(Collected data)
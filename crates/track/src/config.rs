use autorunner_common::{layers, Transform};
use glam::Vec3;
use serde::{Deserialize, Serialize};
use std::path::Path;

/// Errors from loading or validating a [`TrackConfig`].
#[derive(Debug, thiserror::Error)]
pub enum ConfigError {
    #[error("IO error: {0}")]
    Io(#[from] std::io::Error),
    #[error("YAML error: {0}")]
    Yaml(#[from] serde_yaml::Error),
    #[error("invalid config: {0}")]
    Invalid(String),
}

/// Track generation and path maintenance settings.
///
/// Every field has a default, so a YAML file only needs to name what it changes.
#[derive(Debug, Clone, PartialEq, Serialize, Deserialize)]
#[serde(default)]
pub struct TrackConfig {
    /// Blocks requested per generation pass.
    pub blocks_per_pass: usize,
    /// Consecutive rejected placements tolerated before generation fails.
    pub retry_budget: u32,
    /// Length of the obstruction probe cast from each exit.
    pub probe_distance: f32,
    /// Collision layers the obstruction probe tests against.
    pub probe_layers: u32,
    /// Rebuild the path once the follower has this many points or fewer left.
    pub refill_threshold: usize,
    /// Passed blocks kept in the scene behind the character.
    pub retain_passed: usize,
    /// Where the first block of a run attaches.
    pub initial_anchor: Transform,
    /// Height above the first block's entry at which the character spawns.
    pub spawn_height: f32,
    /// Fixed RNG seed; `None` lets the caller pick one.
    pub seed: Option<u64>,
}

impl Default for TrackConfig {
    fn default() -> Self {
        Self {
            blocks_per_pass: 3,
            retry_budget: 30,
            probe_distance: 20.0,
            probe_layers: layers::FLOOR,
            refill_threshold: 3,
            retain_passed: 2,
            initial_anchor: Transform::from_position(Vec3::new(0.0, 0.0, -2.0)),
            spawn_height: 10.0,
            seed: None,
        }
    }
}

impl TrackConfig {
    pub fn from_yaml_str(text: &str) -> Result<Self, ConfigError> {
        let config: Self = serde_yaml::from_str(text)?;
        config.validate()?;
        Ok(config)
    }

    pub fn load(path: impl AsRef<Path>) -> Result<Self, ConfigError> {
        let text = std::fs::read_to_string(path.as_ref())?;
        let config = Self::from_yaml_str(&text)?;
        tracing::debug!(path = %path.as_ref().display(), "loaded track config");
        Ok(config)
    }

    pub fn to_yaml(&self) -> Result<String, ConfigError> {
        Ok(serde_yaml::to_string(self)?)
    }

    pub fn validate(&self) -> Result<(), ConfigError> {
        if self.blocks_per_pass == 0 {
            return Err(ConfigError::Invalid("blocks_per_pass must be at least 1".into()));
        }
        if self.retry_budget == 0 {
            return Err(ConfigError::Invalid("retry_budget must be at least 1".into()));
        }
        if self.probe_distance.is_nan() || self.probe_distance <= 0.0 {
            return Err(ConfigError::Invalid(format!(
                "probe_distance must be positive, got {}",
                self.probe_distance
            )));
        }
        Ok(())
    }
}

#[cfg(test)]
mod tests {
    use super::*;

    #[test]
    fn defaults() {
        let config = TrackConfig::default();
        assert_eq!(config.blocks_per_pass, 3);
        assert_eq!(config.retry_budget, 30);
        assert_eq!(config.probe_distance, 20.0);
        assert_eq!(config.probe_layers, layers::FLOOR);
        assert_eq!(config.refill_threshold, 3);
        assert_eq!(config.initial_anchor.position, Vec3::new(0.0, 0.0, -2.0));
        assert!(config.validate().is_ok());
    }

    #[test]
    fn partial_yaml_keeps_defaults() {
        let config = TrackConfig::from_yaml_str("retry_budget: 5\nseed: 99\n").unwrap();
        assert_eq!(config.retry_budget, 5);
        assert_eq!(config.seed, Some(99));
        assert_eq!(config.blocks_per_pass, 3);
    }

    #[test]
    fn invalid_values_are_rejected() {
        assert!(matches!(
            TrackConfig::from_yaml_str("retry_budget: 0"),
            Err(ConfigError::Invalid(_))
        ));
        assert!(matches!(
            TrackConfig::from_yaml_str("probe_distance: -1.0"),
            Err(ConfigError::Invalid(_))
        ));
    }

    #[test]
    fn load_from_file() {
        let tmp = tempfile::NamedTempFile::new().unwrap();
        let config = TrackConfig {
            blocks_per_pass: 5,
            seed: Some(3),
            ..TrackConfig::default()
        };
        std::fs::write(tmp.path(), config.to_yaml().unwrap()).unwrap();
        assert_eq!(TrackConfig::load(tmp.path()).unwrap(), config);
    }
}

Exercise brief —
Set down the lines above as they stand, starting with the first line and ending with the line that contains "#[derive(Debug, Clone, PartialEq, Serialize, Deserialize)]".

Solved problem —
filename crates/track/src/config.rs
use autorunner_common::{layers, Transform};
use glam::Vec3;
use serde::{Deserialize, Serialize};
use std::path::Path;

/// Errors from loading or validating a [`TrackConfig`].
#[derive(Debug, thiserror::Error)]
pub enum ConfigError {
    #[error("IO error: {0}")]
    Io(#[from] std::io::Error),
    #[error("YAML error: {0}")]
    Yaml(#[from] serde_yaml::Error),
    #[error("invalid config: {0}")]
    Invalid(String),
}

/// Track generation and path maintenance settings.
///
/// Every field has a default, so a YAML file only needs to name what it changes.
#[derive(Debug, Clone, PartialEq, Serialize, Deserialize)]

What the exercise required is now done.